Once again we’re in October, the month set aside in many churches for pastor appreciation. This is my first October in many years to not be appreciated! The reason is that I retired last May. I think this gives me a unique perspective on pastor appreciation month.
Through the years I’ve been blessed in so many wonderful and undeserved ways by the congregations I’ve led. One of my favorite honors was being given tickets to very good seats at a ball game. Another year we were given a DVD filled with words of appreciation by members of our congregation. Of course gift cards and cash are always welcome gifts.
I think pastors with children are especially blessed by being given a night out, including babysitting and the cost of a nice meal together.
Thinking in more general ways about pastoral care I think many pastors need to be encouraged to take some time off. These days most pastors have spouses who work outside the home. That means that their household seldom, if ever, gets time off together. Say the spouse works a Monday-Friday job. However, the pastor’s busiest days are Saturday and Sunday. That means they never get a morning to sleep in or enjoy some “us time” around the house. One way to bless your pastor is to arrange for your parsonage family to enjoy a long weekend once in a while.

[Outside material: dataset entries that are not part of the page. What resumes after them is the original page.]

pub mod bill;
pub mod committee;
pub mod error;
pub mod member;
pub mod payload;
pub mod tags;

pub use bill::{
    Action, Bill, BillStatus, Cosponsor, TextFormat, TextVersion, parse_bill_number,
};
pub use committee::Committee;
pub use error::{ErrorCategory, Result, ResultExt, SyncError};
pub use member::{Chamber, Member};
pub use payload::{DetailPayload, SelectionPolicy};
pub use tags::{TagRecord, normalize_tag_name};

// =============================================================================
// Domain Newtypes
// =============================================================================

use std::fmt;

/// Natural key of a legislative item: (congress, type, number).
///
/// The type component is canonicalized to uppercase on construction so
/// `hr123` and `HR123` always resolve to the same row.
#[derive(Debug, Clone, PartialEq, Eq, Hash)]
pub struct BillKey {
    congress: u16,
    bill_type: String,
    number: String,
}

impl BillKey {
    pub fn new(congress: u16, bill_type: impl AsRef<str>, number: impl AsRef<str>) -> Self {
        Self {
            congress,
            bill_type: bill_type.as_ref().to_uppercase(),
            number: number.as_ref().to_string(),
        }
    }

    /// Parse a combined bill number like `HR1234` or `sjres33`.
    pub fn parse(congress: u16, combined: &str) -> Result<Self> {
        let (bill_type, number) = parse_bill_number(combined)?;
        Ok(Self::new(congress, bill_type, number))
    }

    pub fn congress(&self) -> u16 {
        self.congress
    }

    pub fn bill_type(&self) -> &str {
        &self.bill_type
    }

    pub fn number(&self) -> &str {
        &self.number
    }

    /// Combined `TYPE||NUMBER` form stored as the `bill_number` column.
    pub fn bill_number(&self) -> String {
        format!("{}{}", self.bill_type, self.number)
    }

    /// Lowercase type as the upstream API expects in URL paths.
    pub fn path_type(&self) -> String {
        self.bill_type.to_lowercase()
    }
}

impl fmt::Display for BillKey {
    fn fmt(&self, f: &mut fmt::Formatter<'_>) -> fmt::Result {
        write!(f, "{}/{}{}", self.congress, self.bill_type, self.number)
    }
}

#[cfg(test)]
mod newtype_tests {
    use super::*;

    #[test]
    fn test_bill_key_canonical_case() {
        let lower = BillKey::parse(117, "hr123").unwrap();
        let upper = BillKey::parse(117, "HR123").unwrap();
        assert_eq!(lower, upper);
        assert_eq!(lower.bill_number(), "HR123");
        assert_eq!(lower.path_type(), "hr");
    }

    #[test]
    fn test_bill_key_display() {
        let key = BillKey::new(117, "sjres", "33");
        assert_eq!(key.to_string(), "117/SJRES33");
    }

}
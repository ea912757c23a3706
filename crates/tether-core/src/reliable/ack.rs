//! Bounded queue of received ids awaiting acknowledgement.

use std::collections::VecDeque;

use super::SequenceId;

/// FIFO of sequence ids that still owe the peer an acknowledgement.
///
/// Ids are recorded when a packet is decapsulated and drained when they are
/// piggybacked onto an outgoing packet or emitted in a standalone ACK. The
/// queue never grows past its capacity: recording onto a full tracker evicts
/// the oldest entry, which only delays that acknowledgement — the peer
/// retransmits and the id is recorded again. The stack additionally forces
/// standalone ACK emission whenever an inbound packet fills the tracker, so
/// eviction is the backstop, not the steady state.
#[derive(Debug)]
pub struct AckTracker {
    pending: VecDeque<SequenceId>,
    capacity: usize,
}

impl AckTracker {
    /// Create a tracker holding at most `capacity` pending ids.
    pub fn new(capacity: usize) -> Self {
        assert!(capacity >= 1, "ack capacity must be at least 1");
        Self { pending: VecDeque::with_capacity(capacity), capacity }
    }

    /// Queue `id` for acknowledgement. Ids already pending are ignored.
    pub fn record(&mut self, id: SequenceId) {
        if self.pending.contains(&id) {
            return;
        }
        if self.pending.len() == self.capacity {
            let evicted = self.pending.pop_front();
            tracing::warn!(?evicted, id, "ack tracker full, evicting oldest pending ack");
        }
        self.pending.push_back(id);
    }

    /// Take up to `max` of the oldest pending ids.
    pub fn drain(&mut self, max: usize) -> Vec<SequenceId> {
        let n = max.min(self.pending.len());
        self.pending.drain(..n).collect()
    }

    /// `true` when no acknowledgement is pending.
    pub fn is_empty(&self) -> bool {
        self.pending.is_empty()
    }

    /// `true` when the tracker is at capacity.
    pub fn is_full(&self) -> bool {
        self.pending.len() == self.capacity
    }

    /// Number of pending acknowledgements.
    pub fn len(&self) -> usize {
        self.pending.len()
    }

    /// Maximum number of pending acknowledgements.
    pub fn capacity(&self) -> usize {
        self.capacity
    }
}
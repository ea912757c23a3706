//! Packet contract the engine is generic over.
//!
//! The stack never parses packet contents. A packet is an opaque carrier of
//! a reference-counted byte buffer plus one routing bit: whether it is a raw
//! sequenced control packet or an SSL ciphertext record. The concrete shape
//! (and the wire framing around it) belongs to the outer protocol.

use bytes::Bytes;

use crate::frame::{Frame, FrameContext};

/// Opaque byte-buffer carrier moved through the stack.
///
/// The empty (post-[`Default`]) and defined states are distinct;
/// [`Packet::reset`] returns a packet to the empty state so the same value
/// can be reused, which the stack relies on for its standalone-ACK scratch
/// packet and which `raw_recv` implementations rely on when they steal a
/// delivered packet's buffer.
pub trait Packet: Default {
    /// Wrap an SSL-produced ciphertext record. `is_raw` is `false` for the
    /// result.
    fn from_ciphertext(buf: Bytes) -> Self;

    /// `true` for raw sequenced control packets, `false` for SSL ciphertext.
    ///
    /// Authoritative for receive-side routing: raw packets are surfaced to
    /// the application as-is, everything else is fed to the SSL engine.
    fn is_raw(&self) -> bool;

    /// `true` once the packet carries data (it is not in the empty state).
    fn is_defined(&self) -> bool;

    /// Return to the empty post-[`Default`] state.
    fn reset(&mut self);

    /// The underlying reference-counted buffer.
    fn buffer(&self) -> &Bytes;

    /// Reset and pre-size for use in `ctx` per the frame descriptor.
    fn prepare(&mut self, frame: &Frame, ctx: FrameContext);
}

Finally, I’ll let you in on a little secret. Most pastors put a great deal of work into their sermons, Bible studies, etc. They may not openly admit it, but a lack of interest by their laypeople in this element of their ministry is rather painful. Pastors notice when ushers receive the offering and then disappear out to the church foyer for the rest of the service (specifically, for the sermon). They notice when people skip other services, like prayer meetings and Bible studies. It’s one thing to give the pastor an appreciation card during the month of October and something much better to allow the pastor to minister to you, fulfilling the calling of God on their life. One of the best ways to show appreciation for your pastor is to show an interest in their ministry. Stated rather bluntly, if you appreciate the pastor, stop hurting him or her by displaying a lack of interest in their preaching and teaching ministry.
An old preacher’s line is “saying ‘amen’ to a preacher is like saying sik’em to a dog.” In the context of pastor appreciation I’d say that letting your pastor minister to you and then, after the service, shaking his or her hand and telling them that you appreciated their sermon is where pastor appreciation starts.